UNFORTUNATE INCIDENT THAT KILLS ME EVERYDAY

272 Words
What kills me everyday will change me one day, Every day something kills me within my heart, Every night am about to sleep, i can't stop thinking of the person who hurt me, I keep thinking whether if am not perfect in relationship but what I know is that love is not looking for perfection intend love is looking for perfection even in imperfection. Then why? And why are they leaving? I want to shout to the world that "AM NOT OKAY", I want to tell the world that am alone, " I need some help". Can anyone help me? Every 24/7 , I look that phone thinking that I will receive any messages or calls but am unfortunately am not luck My mind will says "don't anyone care about you"? "Do people hate you" ? My mind will leave me full of unanswered questions, And I smile and say to my mind that I am not prefect and I don't have any friends. Then why will people care, When I am supposed to sleep, I keep thinking of unfortunate incident that happened.
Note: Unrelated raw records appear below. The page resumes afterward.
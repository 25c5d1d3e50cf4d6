//! The authoritative in-memory progression state.
//!
//! All record access goes through the persistence layer's shared cache; the
//! store adds job membership rules, XP validation and level computation on
//! top. Mutations on one actor are linearized by that actor's cache entry
//! lock; different actors proceed independently.

pub mod jobs;
pub mod record;

pub use jobs::{JobEntry, JobIndex};
pub use record::{MAX_SAFE_XP, ProgressionRecord};

use crate::config::JobConfig;
use crate::core::{ActorId, JobId, JobsError, Result};
use crate::persist::PersistenceService;
use std::sync::{Arc, RwLock};

/// A level transition reported by an XP mutation.
#[derive(Debug, Clone, Copy, PartialEq, Eq)]
pub struct LevelChange {
    pub old: u32,
    pub new: u32,
}

pub struct ProgressionStore {
    persistence: Arc<PersistenceService>,
    jobs: RwLock<Arc<JobIndex>>,
}

impl ProgressionStore {
    pub fn new(persistence: Arc<PersistenceService>, configs: Vec<JobConfig>) -> Self {
        Self {
            persistence,
            jobs: RwLock::new(Arc::new(JobIndex::build(configs))),
        }
    }

    /// Swap in a freshly built job index (admin reload). The old instance is
    /// discarded wholesale.
    pub fn reload(&self, configs: Vec<JobConfig>) {
        let index = Arc::new(JobIndex::build(configs));
        *self.jobs.write().unwrap_or_else(|e| e.into_inner()) = index;
    }

    pub fn job_index(&self) -> Arc<JobIndex> {
        Arc::clone(&self.jobs.read().unwrap_or_else(|e| e.into_inner()))
    }

    // -----------------------------------------------------------------------
    // Membership
    // -----------------------------------------------------------------------

    /// Idempotent join. First-ever join initializes XP/level; returns false
    /// when the actor already holds the job.
    pub fn join_job(&self, actor: ActorId, job: &JobId) -> Result<bool> {
        let index = self.job_index();
        index.require_enabled(job)?;

        let entry = self.persistence.ensure_cached(actor);
        let mut guard = entry.lock().unwrap_or_else(|e| e.into_inner());
        let joined = guard.record.join(job.clone());
        if joined {
            guard.dirty = true;
        }
        Ok(joined)
    }

    /// Remove membership but retain XP/level history.
    pub fn leave_job(&self, actor: ActorId, job: &JobId) -> Result<bool> {
        let index = self.job_index();
        if index.get(job).is_none() {
            return Err(JobsError::JobNotFound(job.to_string()));
        }

        let entry = self.persistence.ensure_cached(actor);
        let mut guard = entry.lock().unwrap_or_else(|e| e.into_inner());
        let left = guard.record.leave(job);
        if left {
            guard.dirty = true;
        }
        Ok(left)
    }

    pub fn joined_jobs(&self, actor: ActorId) -> Vec<JobId> {
        let entry = self.persistence.ensure_cached(actor);
        let guard = entry.lock().unwrap_or_else(|e| e.into_inner());
        guard.record.joined_jobs().cloned().collect()
    }

    // -----------------------------------------------------------------------
    // XP and levels
    // -----------------------------------------------------------------------

    /// Add XP and recompute the level. NaN, infinite and negative amounts are
    /// rejected silently with no state change, per the validation contract.
    /// Returns the level transition when the recomputed level increased.
    pub fn add_xp(&self, actor: ActorId, job: &JobId, amount: f64) -> Result<Option<LevelChange>> {
        let index = self.job_index();
        let job_entry = index.require_enabled(job)?;
        let curve = &job_entry.config.curve;
        let max_level = job_entry.config.max_level;

        let entry = self.persistence.ensure_cached(actor);
        let mut guard = entry.lock().unwrap_or_else(|e| e.into_inner());

        let Some(total) = guard.record.add_xp(job.clone(), amount) else {
            return Ok(None);
        };
        guard.dirty = true;

        let old_level = guard.record.level(job);
        let new_level = curve.level_for_xp(total, max_level);
        if new_level > old_level {
            guard.record.set_level(job.clone(), new_level);
            return Ok(Some(LevelChange {
                old: old_level,
                new: new_level,
            }));
        }
        Ok(None)
    }

    /// Admin set: overwrite XP and recompute the level. The level only moves
    /// upward; setting XP to the current value is a no-op for level-up
    /// reporting.
    pub fn set_xp(&self, actor: ActorId, job: &JobId, amount: f64) -> Result<Option<LevelChange>> {
        if !amount.is_finite() || amount < 0.0 {
            return Err(JobsError::InvalidInput(format!(
                "XP must be a finite non-negative number, got {}",
                amount
            )));
        }
        let index = self.job_index();
        let job_entry = index.require_enabled(job)?;
        let curve = &job_entry.config.curve;
        let max_level = job_entry.config.max_level;

        let entry = self.persistence.ensure_cached(actor);
        let mut guard = entry.lock().unwrap_or_else(|e| e.into_inner());
        guard.record.set_xp(job.clone(), amount);
        guard.dirty = true;

        let old_level = guard.record.level(job);
        let new_level = curve.level_for_xp(amount, max_level);
        if new_level > old_level {
            guard.record.set_level(job.clone(), new_level);
            return Ok(Some(LevelChange {
                old: old_level,
                new: new_level,
            }));
        }
        Ok(None)
    }

    /// Admin take: subtract XP, flooring at zero. Returns the new total.
    /// The cached level is left as-is (levels never regress automatically).
    pub fn take_xp(&self, actor: ActorId, job: &JobId, amount: f64) -> Result<f64> {
        if !amount.is_finite() || amount < 0.0 {
            return Err(JobsError::InvalidInput(format!(
                "XP must be a finite non-negative number, got {}",
                amount
            )));
        }
        let index = self.job_index();
        index.require_enabled(job)?;

        let entry = self.persistence.ensure_cached(actor);
        let mut guard = entry.lock().unwrap_or_else(|e| e.into_inner());
        let total = (guard.record.xp(job) - amount).max(0.0);
        guard.record.set_xp(job.clone(), total);
        guard.dirty = true;
        Ok(total)
    }

    pub fn set_level(&self, actor: ActorId, job: &JobId, level: u32) -> Result<()> {
        let index = self.job_index();
        let job_entry = index.require_enabled(job)?;
        if level == 0 || level > job_entry.config.max_level {
            return Err(JobsError::InvalidInput(format!(
                "level must be in 1..={}, got {}",
                job_entry.config.max_level, level
            )));
        }

        let entry = self.persistence.ensure_cached(actor);
        let mut guard = entry.lock().unwrap_or_else(|e| e.into_inner());
        guard.record.set_level(job.clone(), level);
        guard.dirty = true;
        Ok(())
    }

    pub fn get_xp(&self, actor: ActorId, job: &JobId) -> f64 {
        let entry = self.persistence.ensure_cached(actor);
        let guard = entry.lock().unwrap_or_else(|e| e.into_inner());
        guard.record.xp(job)
    }

    pub fn get_level(&self, actor: ActorId, job: &JobId) -> u32 {
        let entry = self.persistence.ensure_cached(actor);
        let guard = entry.lock().unwrap_or_else(|e| e.into_inner());
        guard.record.level(job)
    }
}

#[cfg(test)]
mod tests {
    use super::*;
    use crate::config::{ProgressionCurve, ServiceConfig};
    use tempfile::TempDir;

    fn store_with(configs: Vec<JobConfig>) -> (ProgressionStore, TempDir) {
        let dir = TempDir::new().unwrap();
        let persistence =
            Arc::new(PersistenceService::new(&ServiceConfig::new(dir.path())).unwrap());
        (ProgressionStore::new(persistence, configs), dir)
    }

    fn miner() -> JobConfig {
        JobConfig::new("miner", "Miner", 50)
            .with_curve(ProgressionCurve::Linear { per_level: 100.0 })
    }

    #[tokio::test]
    async fn join_is_idempotent() {
        let (store, _dir) = store_with(vec![miner()]);
        let actor = ActorId::new();
        let job = JobId::new("miner");

        assert!(store.join_job(actor, &job).unwrap());
        assert!(!store.join_job(actor, &job).unwrap());
        assert_eq!(store.get_xp(actor, &job), 0.0);
    }

    #[tokio::test]
    async fn xp_is_monotonic_under_valid_adds() {
        let (store, _dir) = store_with(vec![miner()]);
        let actor = ActorId::new();
        let job = JobId::new("miner");
        store.join_job(actor, &job).unwrap();

        let mut last = 0.0;
        for amount in [5.0, 0.0, 12.5, f64::NAN, -3.0, 7.0] {
            store.add_xp(actor, &job, amount).unwrap();
            let now = store.get_xp(actor, &job);
            assert!(now >= last);
            assert!(now.is_finite());
            last = now;
        }
        assert_eq!(last, 24.5);
    }

    #[tokio::test]
    async fn level_up_fires_exactly_once_at_boundary() {
        let (store, _dir) = store_with(vec![miner()]);
        let actor = ActorId::new();
        let job = JobId::new("miner");
        store.join_job(actor, &job).unwrap();

        store.add_xp(actor, &job, 99.0).unwrap();
        assert_eq!(store.get_level(actor, &job), 1);

        let change = store.add_xp(actor, &job, 1.0).unwrap().unwrap();
        assert_eq!((change.old, change.new), (1, 2));

        // A no-op set to the same value must not report another level-up.
        assert!(store.set_xp(actor, &job, 100.0).unwrap().is_none());
        assert_eq!(store.get_level(actor, &job), 2);
    }

    #[tokio::test]
    async fn disabled_job_is_unjoinable() {
        let cursed = JobConfig::new("cursed", "Cursed", 10).with_curve(
            ProgressionCurve::Formula {
                base: f64::NAN,
                multiplier: 1.0,
                exponent: 2.0,
            },
        );
        let (store, _dir) = store_with(vec![miner(), cursed]);
        let actor = ActorId::new();

        assert!(matches!(
            store.join_job(actor, &JobId::new("cursed")),
            Err(JobsError::JobDisabled(_, _))
        ));
        assert_eq!(store.job_index().active_jobs(), vec![JobId::new("miner")]);
    }

    #[tokio::test]
    async fn take_xp_floors_at_zero_and_keeps_level() {
        let (store, _dir) = store_with(vec![miner()]);
        let actor = ActorId::new();
        let job = JobId::new("miner");
        store.join_job(actor, &job).unwrap();
        store.add_xp(actor, &job, 150.0).unwrap();
        assert_eq!(store.get_level(actor, &job), 2);

        assert_eq!(store.take_xp(actor, &job, 500.0).unwrap(), 0.0);
        assert_eq!(store.get_level(actor, &job), 2);
    }

    #[tokio::test]
    async fn admin_validation_is_explicit() {
        let (store, _dir) = store_with(vec![miner()]);
        let actor = ActorId::new();
        let job = JobId::new("miner");

        assert!(matches!(
            store.set_xp(actor, &job, f64::NAN),
            Err(JobsError::InvalidInput(_))
        ));
        assert!(matches!(
            store.set_level(actor, &job, 0),
            Err(JobsError::InvalidInput(_))
        ));
        assert!(matches!(
            store.set_level(actor, &job, 51),
            Err(JobsError::InvalidInput(_))
        ));
        assert!(matches!(
            store.add_xp(actor, &JobId::new("ghost"), 1.0),
            Err(JobsError::JobNotFound(_))
        ));
    }
}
Sometimes I fell sick because of its unfortunate incident, I feel like I don't deserve to live. Until one day, I realized that nothing in this world is permanent, people will come, they will hurt you and leave and left you with scars which will take a lifetime to heal. I stopped watching things that might lead me to unreasonable imagination, I stopped listening to people I shouldn't listening to, I stopped have relationship with people that will destroy my life. This is how what kills me everyday change me , And the unfortunate incident is HEARTBREAK.